There are many other examples of laws of electricity we have forgotten about or never bothered to learn, but the fact of the matter is that when we do not know or understand at least the most fundamental electrical laws and principles, electrical diagnostics becomes much more difficult than it needs to be. Unfortunately, we cannot deal with all the electrical laws and principles that make modern cars work in one article, but we can do the next best thing, which is to focus on one law formulated by Emil Lenz in 1834, which law governs (among many other things) the relationship between current flow and magnetism. Before we get to the specifics of how this law applies to modern electrical diagnostics, let us look at-
To give it its full name, Lenz’s Law of Electromagnetic Induction states that “…the direction of the current induced in a conductor by a changing magnetic field (as per Faraday’s law of electromagnetic induction) is such that the magnetic field created by the induced current opposes the initial changing magnetic field which produced it.” Source: https://www.electrical4u.com/lenz-law-of-electromagnetic-induction/
In translation, this means that when a current flows through a conductor, the magnetic field that the current flow creates, creates its own magnetic field, and this (second) magnetic field’s direction will always oppose the direction of the magnetic field that created it [the first magnetic field].

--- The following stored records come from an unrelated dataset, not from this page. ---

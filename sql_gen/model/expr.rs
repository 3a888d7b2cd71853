//! Predicate expressions: rendering and pivot-row evaluation.

use std::fmt;

use crate::model::table::Column;
use crate::model::value::{ArithOp, CmpOp, PivotRows, Value};
use crate::GenError;

/// Logical connectives.
#[derive(Debug, Clone, Copy, PartialEq, Eq)]
pub enum LogicOp {
    And,
    Or,
}

impl fmt::Display for LogicOp {
    fn fmt(&self, f: &mut fmt::Formatter<'_>) -> fmt::Result {
        match self {
            LogicOp::And => write!(f, "AND"),
            LogicOp::Or => write!(f, "OR"),
        }
    }
}

/// A generated expression tree. Every composite node renders inside
/// parentheses so emission never depends on precedence.
#[derive(Debug, Clone)]
pub enum Expr {
    Column(Column),
    Value(Value),
    Cmp {
        op: CmpOp,
        left: Box<Expr>,
        right: Box<Expr>,
    },
    Logic {
        op: LogicOp,
        left: Box<Expr>,
        right: Box<Expr>,
    },
    Arith {
        op: ArithOp,
        left: Box<Expr>,
        right: Box<Expr>,
    },
    Not(Box<Expr>),
    IsNull {
        expr: Box<Expr>,
        negated: bool,
    },
    IsTrue(Box<Expr>),
}

impl Expr {
    pub fn cmp(op: CmpOp, left: Expr, right: Expr) -> Expr {
        Expr::Cmp {
            op,
            left: Box::new(left),
            right: Box::new(right),
        }
    }

    pub fn logic(op: LogicOp, left: Expr, right: Expr) -> Expr {
        Expr::Logic {
            op,
            left: Box::new(left),
            right: Box::new(right),
        }
    }

    pub fn arith(op: ArithOp, left: Expr, right: Expr) -> Expr {
        Expr::Arith {
            op,
            left: Box::new(left),
            right: Box::new(right),
        }
    }

    pub fn not(expr: Expr) -> Expr {
        Expr::Not(Box::new(expr))
    }

    pub fn is_null(expr: Expr) -> Expr {
        Expr::IsNull {
            expr: Box::new(expr),
            negated: false,
        }
    }

    pub fn is_true(expr: Expr) -> Expr {
        Expr::IsTrue(Box::new(expr))
    }

    pub fn true_literal() -> Expr {
        Expr::Value(Value::Int(1))
    }

    /// Evaluate against a pivot row. Column references resolve through the
    /// pivot map; a missing entry is a generation bug surfaced as
    /// `PivotMiss`.
    pub fn eval(&self, pivot: &PivotRows) -> Result<Value, GenError> {
        match self {
            Expr::Column(c) => {
                let key = c.pivot_key();
                let item = pivot.get(&key).ok_or(GenError::PivotMiss(key))?;
                Ok(item.to_value(Some(&c.column_type)))
            }
            Expr::Value(v) => Ok(v.clone()),
            Expr::Cmp { op, left, right } => Ok(left.eval(pivot)?.compare(&right.eval(pivot)?, *op)),
            Expr::Logic { op, left, right } => {
                let (l, r) = (left.eval(pivot)?, right.eval(pivot)?);
                Ok(match op {
                    LogicOp::And => l.and(&r),
                    LogicOp::Or => l.or(&r),
                })
            }
            Expr::Arith { op, left, right } => {
                Ok(left.eval(pivot)?.arith(&right.eval(pivot)?, *op))
            }
            Expr::Not(e) => Ok(e.eval(pivot)?.not()),
            Expr::IsNull { expr, negated } => {
                let null = expr.eval(pivot)?.is_null();
                Ok(Value::from_bool(null != *negated))
            }
            // IS TRUE is never unknown
            Expr::IsTrue(e) => Ok(Value::from_bool(e.eval(pivot)?.truth() == Some(true))),
        }
    }

    /// Depth-first visit of every node.
    pub fn walk(&self, visit: &mut dyn FnMut(&Expr)) {
        visit(self);
        match self {
            Expr::Column(_) | Expr::Value(_) => {}
            Expr::Cmp { left, right, .. }
            | Expr::Logic { left, right, .. }
            | Expr::Arith { left, right, .. } => {
                left.walk(visit);
                right.walk(visit);
            }
            Expr::Not(e) | Expr::IsTrue(e) => e.walk(visit),
            Expr::IsNull { expr, .. } => expr.walk(visit),
        }
    }
}

impl fmt::Display for Expr {
    fn fmt(&self, f: &mut fmt::Formatter<'_>) -> fmt::Result {
        match self {
            Expr::Column(c) => write!(f, "{}", c.qualified()),
            Expr::Value(v) => write!(f, "{v}"),
            Expr::Cmp { op, left, right } => write!(f, "({left} {op} {right})"),
            Expr::Logic { op, left, right } => write!(f, "({left} {op} {right})"),
            Expr::Arith { op, left, right } => write!(f, "({left} {op} {right})"),
            Expr::Not(e) => write!(f, "(NOT {e})"),
            Expr::IsNull { expr, negated } => {
                if *negated {
                    write!(f, "({expr} IS NOT NULL)")
                } else {
                    write!(f, "({expr} IS NULL)")
                }
            }
            Expr::IsTrue(e) => write!(f, "({e} IS TRUE)"),
        }
    }
}

#[cfg(test)]
mod tests {
    use super::*;
    use crate::model::types::{ColumnType, ColumnTypeKind};
    use crate::model::value::{ItemKind, QueryItem};

    fn col(name: &str, kind: ColumnTypeKind) -> Column {
        Column::new("t", name, ColumnType::new(kind))
    }

    fn pivot(entries: &[(&str, Option<&str>, ItemKind)]) -> PivotRows {
        entries
            .iter()
            .map(|(k, v, kind)| {
                let item = match v {
                    Some(v) => QueryItem::new(*v, *kind),
                    None => QueryItem::null(),
                };
                (format!("t.{k}"), item)
            })
            .collect()
    }

    #[test]
    fn renders_with_parentheses() {
        let e = Expr::logic(
            LogicOp::And,
            Expr::cmp(
                CmpOp::Gt,
                Expr::Column(col("col_int", ColumnTypeKind::Int)),
                Expr::Value(Value::Int(3)),
            ),
            Expr::is_null(Expr::Column(col("col_float", ColumnTypeKind::Float))),
        );
        assert_eq!(
            e.to_string(),
            "((t.col_int > 3) AND (t.col_float IS NULL))"
        );
    }

    #[test]
    fn eval_resolves_columns_through_pivot() {
        let rows = pivot(&[("col_int", Some("7"), ItemKind::Int)]);
        let e = Expr::cmp(
            CmpOp::Eq,
            Expr::Column(col("col_int", ColumnTypeKind::Int)),
            Expr::Value(Value::Int(7)),
        );
        assert_eq!(e.eval(&rows).unwrap().truth(), Some(true));
    }

    #[test]
    fn eval_null_column_is_unknown() {
        let rows = pivot(&[("col_int", None, ItemKind::Int)]);
        let e = Expr::cmp(
            CmpOp::Eq,
            Expr::Column(col("col_int", ColumnTypeKind::Int)),
            Expr::Value(Value::Int(7)),
        );
        assert!(e.eval(&rows).unwrap().is_null());
        let wrapped = Expr::is_null(e);
        assert_eq!(wrapped.eval(&rows).unwrap().truth(), Some(true));
    }

    #[test]
    fn eval_missing_pivot_entry_errors() {
        let rows = pivot(&[]);
        let e = Expr::Column(col("col_int", ColumnTypeKind::Int));
        assert!(matches!(e.eval(&rows), Err(GenError::PivotMiss(_))));
    }

    #[test]
    fn is_true_collapses_unknown() {
        let rows = pivot(&[("col_int", None, ItemKind::Int)]);
        let e = Expr::is_true(Expr::Column(col("col_int", ColumnTypeKind::Int)));
        assert_eq!(e.eval(&rows).unwrap().truth(), Some(false));
    }

    #[test]
    fn walk_visits_all_nodes() {
        let e = Expr::not(Expr::cmp(
            CmpOp::Lt,
            Expr::Value(Value::Int(1)),
            Expr::Value(Value::Int(2)),
        ));
        let mut n = 0;
        e.walk(&mut |_| n += 1);
        assert_eq!(n, 4);
    }
}
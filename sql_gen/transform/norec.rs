//! Non-optimizing rewrites.
//!
//! A WHERE predicate keeps a row exactly when it evaluates to TRUE, so
//! `P`, `(P) IS TRUE` and `NOT (NOT (P))` filter identically while giving
//! the optimizer much less to work with (`IS TRUE` and double negation
//! both defeat index-condition pushdown on the engines under test).

use crate::model::expr::Expr;
use crate::model::query::{QueryNode, SelectStmt};

use super::Transformer;

pub struct NoRec;

impl Transformer for NoRec {
    fn transform(&self, stmt: &SelectStmt) -> Vec<Vec<QueryNode>> {
        let p = stmt.where_clause.clone();
        let group = vec![
            stmt.clone().into(),
            stmt.with_where(Expr::is_true(p.clone())).into(),
            stmt.with_where(Expr::not(Expr::not(p))).into(),
        ];
        vec![group]
    }
}
//! Tables and columns as reflected from the database catalogue.

use crate::model::ident::CiStr;
use crate::model::types::ColumnType;

/// Whether a cached table is a base table or a seeded view.
#[derive(Debug, Clone, Copy, PartialEq, Eq)]
pub enum TableKind {
    BaseTable,
    View,
}

impl TableKind {
    /// Parse the catalogue `TABLE_TYPE` string.
    pub fn parse(raw: &str) -> TableKind {
        if raw.eq_ignore_ascii_case("view") {
            TableKind::View
        } else {
            TableKind::BaseTable
        }
    }
}

/// A single column with its owning table, parsed type and nullability.
#[derive(Debug, Clone, PartialEq)]
pub struct Column {
    pub table: CiStr,
    pub name: CiStr,
    pub column_type: ColumnType,
    pub nullable: bool,
}

impl Column {
    pub fn new(table: impl Into<CiStr>, name: impl Into<CiStr>, column_type: ColumnType) -> Self {
        Column {
            table: table.into(),
            name: name.into(),
            column_type,
            nullable: true,
        }
    }

    pub fn not_null(mut self) -> Self {
        self.nullable = false;
        self
    }

    /// The folded `table.column` key used by pivot-row maps.
    pub fn pivot_key(&self) -> String {
        format!("{}.{}", self.table.folded(), self.name.folded())
    }

    /// Qualified reference as it appears in emitted SQL.
    pub fn qualified(&self) -> String {
        format!("{}.{}", self.table, self.name)
    }

    /// Auto-increment key columns carry the `id_` prefix and are excluded
    /// from value generation and expression indexes.
    pub fn is_auto_increment(&self) -> bool {
        self.name.has_prefix("id_")
    }
}

/// A table (or view) with its ordered columns and index names.
#[derive(Debug, Clone)]
pub struct Table {
    pub name: CiStr,
    pub columns: Vec<Column>,
    pub indexes: Vec<CiStr>,
    pub kind: TableKind,
}

impl Table {
    pub fn new(name: impl Into<CiStr>) -> Self {
        Table {
            name: name.into(),
            columns: Vec::new(),
            indexes: Vec::new(),
            kind: TableKind::BaseTable,
        }
    }

    pub fn find_column(&self, name: &str) -> Option<&Column> {
        self.columns.iter().find(|c| c.name.eq_str(name))
    }

    /// Columns eligible for value generation, i.e. everything except the
    /// auto-increment key.
    pub fn data_columns(&self) -> impl Iterator<Item = &Column> {
        self.columns.iter().filter(|c| !c.is_auto_increment())
    }

    /// A copy of this table with the auto-increment columns removed, used
    /// when a generation phase must not reference them.
    pub fn without_auto_increment(&self) -> Table {
        let mut t = self.clone();
        t.columns.retain(|c| !c.is_auto_increment());
        t
    }
}

#[cfg(test)]
mod tests {
    use super::*;
    use crate::model::types::{ColumnType, ColumnTypeKind};

    fn table_int() -> Table {
        let mut t = Table::new("table_int");
        t.columns = vec![
            Column::new("table_int", "id_table_int", ColumnType::new(ColumnTypeKind::Int))
                .not_null(),
            Column::new("table_int", "col_int", ColumnType::new(ColumnTypeKind::Int)),
        ];
        t
    }

    #[test]
    fn pivot_key_is_folded() {
        let c = Column::new("Table_Int", "Col_Int", ColumnType::new(ColumnTypeKind::Int));
        assert_eq!(c.pivot_key(), "table_int.col_int");
        assert_eq!(c.qualified(), "Table_Int.Col_Int");
    }

    #[test]
    fn data_columns_skip_auto_increment() {
        let t = table_int();
        let names: Vec<_> = t.data_columns().map(|c| c.name.as_str()).collect();
        assert_eq!(names, vec!["col_int"]);
    }

    #[test]
    fn without_auto_increment_is_a_copy() {
        let t = table_int();
        let filtered = t.without_auto_increment();
        assert_eq!(filtered.columns.len(), 1);
        // the source table keeps its full column list
        assert_eq!(t.columns.len(), 2);
    }

    #[test]
    fn table_kind_parses_catalogue_strings() {
        assert_eq!(TableKind::parse("BASE TABLE"), TableKind::BaseTable);
        assert_eq!(TableKind::parse("VIEW"), TableKind::View);
        assert_eq!(TableKind::parse("view"), TableKind::View);
    }
}
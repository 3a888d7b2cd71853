//! The round orchestrator: batches of rounds over a freshly built schema,
//! each round generating statements, executing them and checking one of
//! the testing oracles.

use std::sync::atomic::{AtomicBool, Ordering};
use std::sync::Arc;

use anyhow::{bail, Context, Result};
use parking_lot::RwLock;
use rand::seq::SliceRandom;
use rand::{Rng, RngCore, SeedableRng};
use rand_chacha::ChaCha8Rng;

use sql_gen::generation::{compose_all_column_types, rand_ident};
use sql_gen::model::query::{CreateIndexStmt, IndexKey};
use sql_gen::model::value::PivotRows;
use sql_gen::transform::{self, NoRec, TlpLocation, TlpTrans, Transformer};
use sql_gen::{ColumnTypeKind, GenConfig, GenCtx, Generator, Table, TableKind};

use crate::config::Config;
use crate::conn::{Connection, MysqlConn};
use crate::executor::Executor;
use crate::knownbugs::Dustbin;
use crate::oracle::{self, Approach};
use crate::report::Reporter;

/// Rounds per batch; a new batch starts with a rebuilt schema.
pub const BATCH_SIZE: usize = 100;

/// Cooperative cancellation, polled at the top of every loop iteration.
#[derive(Clone, Debug, Default)]
pub struct CancelToken(Arc<AtomicBool>);

impl CancelToken {
    pub fn new() -> Self {
        Self::default()
    }

    pub fn cancel(&self) {
        self.0.store(true, Ordering::SeqCst);
    }

    pub fn is_cancelled(&self) -> bool {
        self.0.load(Ordering::SeqCst)
    }
}

pub struct Fuzzer {
    conf: Config,
    executor: Executor,
    generator: Generator,
    rng: ChaCha8Rng,
    reporter: Reporter,
    /// Held exclusively while the schema is being rebuilt and shared for
    /// the duration of a round, so every statement of a round sees one
    /// schema snapshot.
    in_write: Arc<RwLock<()>>,
    batch: u64,
    round_in_batch: usize,
    rounds_done: u64,
}
//! The connection driver seam.
//!
//! The orchestrator talks to the database under test exclusively through
//! the [`Connection`] trait, so the core stays independent of the wire
//! protocol and the tests can substitute a scripted driver.

use anyhow::Result;
use sql_gen::model::value::QueryItem;
use sql_gen::Column;

mod mysql;

pub use self::mysql::MysqlConn;

/// One row of the flat catalogue listing consumed by schema reflection.
#[derive(Debug, Clone)]
pub struct SchemaRecord {
    pub db: String,
    pub table: String,
    pub table_type: String,
    pub column: String,
    pub column_type: String,
    pub nullable: String,
}

/// A live connection to the database under test.
///
/// Implementations must tolerate concurrent `exec` calls during the
/// parallel DDL fan-out, either by multiplexing internally or by opening
/// per-call connections. `begin`/`commit` pin subsequent statements to one
/// session until the transaction ends.
pub trait Connection: Send + Sync {
    /// Flat (db, table, tableType, column, columnType, nullable) listing.
    fn fetch_schema(&self, db: &str) -> Result<Vec<SchemaRecord>>;
    fn fetch_indexes(&self, db: &str, table: &str) -> Result<Vec<String>>;
    fn fetch_tables(&self, db: &str) -> Result<Vec<String>>;
    /// Per-table (name, type, nullable) triples.
    fn fetch_columns(&self, db: &str, table: &str) -> Result<Vec<[String; 3]>>;
    fn begin(&self) -> Result<()>;
    fn commit(&self) -> Result<()>;
    /// Fire-and-forget statement execution.
    fn exec(&self, sql: &str) -> Result<()>;
    /// Rectangular result of a SELECT.
    fn select(&self, sql: &str) -> Result<Vec<Vec<QueryItem>>>;
    /// Materialize a verified SELECT as a view with the given output
    /// column list.
    fn create_view_by_select(
        &self,
        name: &str,
        sql: &str,
        row_count: usize,
        columns: &[Column],
    ) -> Result<()>;
    fn close(&self) -> Result<()>;
}
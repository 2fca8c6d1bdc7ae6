pub mod classes;
pub mod collision;
pub mod config;
pub mod constants;
pub mod engine;
pub mod error;
pub mod logging;
pub mod rng;
pub mod server_protocol;
pub mod server_utils;
pub mod session;
pub mod types;
pub mod world;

This phenomenon can be proven in different ways; the theory can be proven mathematically, while the practice can be demonstrated with magnets and coils of copper wire, but for us as technicians, one proof lies in the so-called “pintle bumps” we see in some oscilloscope waveforms. We will return to “pintle bumps” later on in this article, but for our purposes, we can define Lenz’s law as follows, but note that the definition below is a gross oversimplification of a group of exceedingly complex scientific laws and principles-
“Electrical currents always induce magnetic fields around conductors and a) the strength of the induced magnetic fields will always have an effect on the current flow and b) the strength of such induced magnetic fields will always be proportional to the intensity of the currents that created them.”
So, while Emil Lenz did not discover magnetism he did formulate a law that states that-
We need not delve into the mathematic proofs of these concepts here, but we can observe the effects of these concepts directly every time we use an amp clamp or amp probe. Consider the image below-
Image source: https://www.vehicleservicepros.com/service-repair/battery-and-electrical/article/21293485/lenzs-law-the-anatomy-of-the-current-waveform
Contrary to popular belief, the value we see expressed or displayed on amp clamps and probes is not a direct measurement of the current (Amps) flowing through a conductor in a circuit. As shown here, the amp clamp measures the strength of the magnetic field around the conductor and then calculates both the current and voltage flowing through the circuit at that point, using advanced algorithms that are derived from Lenz’s law.
Why is this important, you may ask? You may well ask because the relationship between currents and magnetism forms the basis of the operating principles of all electrical consumers on all vehicles. Put differently, this means that no matter what any manufacturer calls any given component; all electrically operated solenoids, electrical motors, A/C compressor clutches, and the like all work in exactly the same way, and largely fail for the same reasons.
For example, all fuel injectors that work with coils of copper wire use Lenz’s law to work, as do all starter solenoids, shift solenoids in transmissions, oil flow control valves in VVT/VCT systems, and pressure control solenoids in torque converter lock-up clutches. Other examples include ignition coils, internal blower and radiator fan motors, starter motors, electronic throttle control stepper motors, and many EGR valves.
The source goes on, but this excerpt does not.